Friday, April 29, 2011

How many points would you give for love?



I used to think that once a child has grown up...
She will stop loving her parents unconditionally.
Because when the ‘head’ interferes with the ‘heart’, its ‘analysis’ then, becomes ‘figurative’ and ‘factual’.
But now that I’ve somewhat grown up...I think it’s the opposite.

As a little kid...
Every time Mom took me out shopping for new clothes, my love for her tended to spike really high.
When she cooked my favourite meals...the surprise when she seems to be channelling my ‘stomach’ – picking up ‘cake alerts’ or ‘hungry vibration’ – I felt loved...and cared for.
The hospital stay became bearable each time because I’ll be waiting for her to come through those doors with home-cooked breakfast.
The small things...
Like when she waited with an umbrella outside my class on rainy days...
How she prepares, even now when I am at home...two glasses – one Milo, one cold water – for me at breakfast because I hated the taste of Milo in my mouth after sometimes.

I know Mom feels kind of left out sometimes, when I talk more to Dad about stuff...
So, this is how we connect... I change a little bit of myself around her, not out of pretence, but because I care. I appreciate. I am grateful.
I know Mom well enough now...she can’t handle stress and problem well... she panics easily and I see that not all of my family members understand.
I tell myself always be a part of the solution.
I used to nag at her... but now, I’ve stopped.
Mom, comes what may, if u need me, if you’ve made yet the wrong decision...
No worries, I’ll make everything better.

I’ve stopped counting and waiting for new pair of shoes... I’ve stopped hoping for something in return for anything...
It’s my turn now, to buy you nice things...take you out for dinner... give you pocket money...
Your gray hairs are spreading like wildfire on your head... time is ticking and I want you to smile when you are thinking of me... I want you to brag about me to your friends... I want you to sigh with relief when you get off the phone after talking to me...
I want to do right by you while I still have time...

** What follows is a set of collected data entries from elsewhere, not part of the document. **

//! Chip command protocol proxy

use crate::error::{ProtocolError, Result};
use crate::vendor::functions::FN_PROTOCOL_EXECUTE;
use crate::vendor::VendorCommands;

const WORD: usize = 4;

/// Remote command protocol of one component
///
/// The protocol is a stream of 32-bit words executed in order by the
/// device. Long sequences are split on word boundaries.
#[derive(Clone)]
pub struct Protocol {
    commands: VendorCommands,
}

impl Protocol {
    pub(crate) fn new(commands: VendorCommands) -> Self {
        Self { commands }
    }

    /// Execute `words`, optionally collecting one result word per command
    pub fn execute(&self, words: &[u32], results: Option<&mut [u32]>) -> Result<()> {
        match results {
            None => {
                let max_words = (self.commands.max_write_chunk() / WORD).max(1);
                for chunk in words.chunks(max_words) {
                    self.commands
                        .write(FN_PROTOCOL_EXECUTE, &encode_words(chunk))?;
                }
            }
            Some(results) => {
                if results.len() != words.len() {
                    return Err(ProtocolError::Malformed("one result slot per command").into());
                }
                let max_words = (self.commands.max_write_chunk() / WORD)
                    .min(self.commands.max_read_chunk() / WORD)
                    .max(1);
                for (chunk, out) in words.chunks(max_words).zip(results.chunks_mut(max_words)) {
                    let mut raw = vec![0u8; out.len() * WORD];
                    self.commands
                        .transfer_checked(FN_PROTOCOL_EXECUTE, &encode_words(chunk), &mut raw)?;
                    for (value, bytes) in out.iter_mut().zip(raw.chunks_exact(WORD)) {
                        *value = u32::from_le_bytes([bytes[0], bytes[1], bytes[2], bytes[3]]);
                    }
                }
            }
        }
        Ok(())
    }

    /// Set `mask` bits (low 24 bits only) of register `address`
    pub fn set_bits(&self, address: u8, mask: u32) -> Result<()> {
        self.commands.set_bits(address, mask)
    }
}

fn encode_words(words: &[u32]) -> Vec<u8> {
    words.iter().flat_map(|word| word.to_le_bytes()).collect()
}
//! Memory read command implementation

use indicatif::{ProgressBar, ProgressStyle};
use radarlink_board::open_board;
use radarlink_core::board::BoardDatabase;
use radarlink_core::component::ComponentKind;
use std::fs::File;
use std::io::Write;
use std::path::Path;

/// Default chunk size for reading (4 KiB)
const READ_CHUNK_SIZE: usize = 4096;

/// Read `length` bytes of board flash starting at `address` into `output`
pub fn run_read_memory(
    board: &str,
    db: &BoardDatabase,
    address: u32,
    length: u32,
    output: &Path,
) -> Result<(), Box<dyn std::error::Error>> {
    let handle = open_board(board, db)?;
    let flash = handle.component(ComponentKind::MemoryFlash, 0)?;
    let memory = flash
        .memory()
        .ok_or("memory-flash component has no memory interface")?;

    let total_size = length as usize;
    let mut data = vec![0u8; total_size];

    let pb = ProgressBar::new(total_size as u64);
    pb.set_style(
        ProgressStyle::default_bar()
            .template("{spinner:.green} [{elapsed_precise}] [{bar:40.cyan/blue}] {bytes}/{total_bytes} ({bytes_per_sec}, {eta})")?
            .progress_chars("#>-"),
    );

    let mut offset = 0usize;
    while offset < total_size {
        let chunk_size = std::cmp::min(READ_CHUNK_SIZE, total_size - offset);
        memory.read(address + offset as u32, &mut data[offset..offset + chunk_size])?;
        offset += chunk_size;
        pb.set_position(offset as u64);
    }
    pb.finish_with_message("Read complete");

    let mut file = File::create(output)?;
    file.write_all(&data)?;
    println!("Wrote {} bytes to {:?}", data.len(), output);
    Ok(())
}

We go out for a drive a lot... my Dad and me.
Even now, when I go back home... We’ll just naturally find an excuse to go out and explore.
We talk about a lot of things and now, I found myself quoting him in my head when things get tough.
I love it when Dad pays more attention to me than the others...

As a little kid...
The books that he has given me...even though I couldn’t read at that point in time... I always compensate with my wild imagination to understand what it says – because of that I get to ‘travel to places’ and ‘experience many things’.
Dad used to put me to bed every night...
And always...always after a cup of Milo.
The small things...
A pat on the head... coconut he took home for me that he found somewhere... weird –looking bottles that he knows I’d love to have... phrases or news papers cuttings that he knows will interest me...
Beautiful pictures from magazines or calendars...

I remember a map that used to be in my room – sprawled across the wall in front of my study desk that Dad gave me...
A map of the world.
Herm...used to spend a lot of time, gazing up at that map... sometimes, pointing at it with my finger at random to decide which country I shall ‘go to today’...
Our house might be small to others...but it is the whole world to me.
I was never chained down by its walls, thanks to you...
You have taught me that and now, I am passing it on to my students...

Dad, I know you try to buy me everything that I ask of you...
You repeatedly told me how sorry you were when you couldn’t help me with things...
But you know what? Your prayers... and your words when you say, ‘come home, I’ll be waiting’...is more than enough.
We never had a water heater...
Dad prepared hot bath for me during my exam days at school... standing over the stove waiting on the kettle to boil.

In the past...
Occasionally, I had to ‘create’ and ‘build’ some stuff that I want but couldn’t have...
But that’s okay; I have always enjoyed doing things like that...
If you asked me now, I wouldn’t have it any other way...
I am who I am today because of my family.
I don’t need to give them marks on love...
Never there’s a need to, in the first place.

Use the head to remember,
use the heart to return the love, to appreciate and to show that you feel the same.

2 comments:

Painting Tips and Tricks said...

I would give love the maximum set of points! Thanks for sharing this! I like your post!...Daniel

JAZZ said...

it touch me so much. thanks for sharing teacher.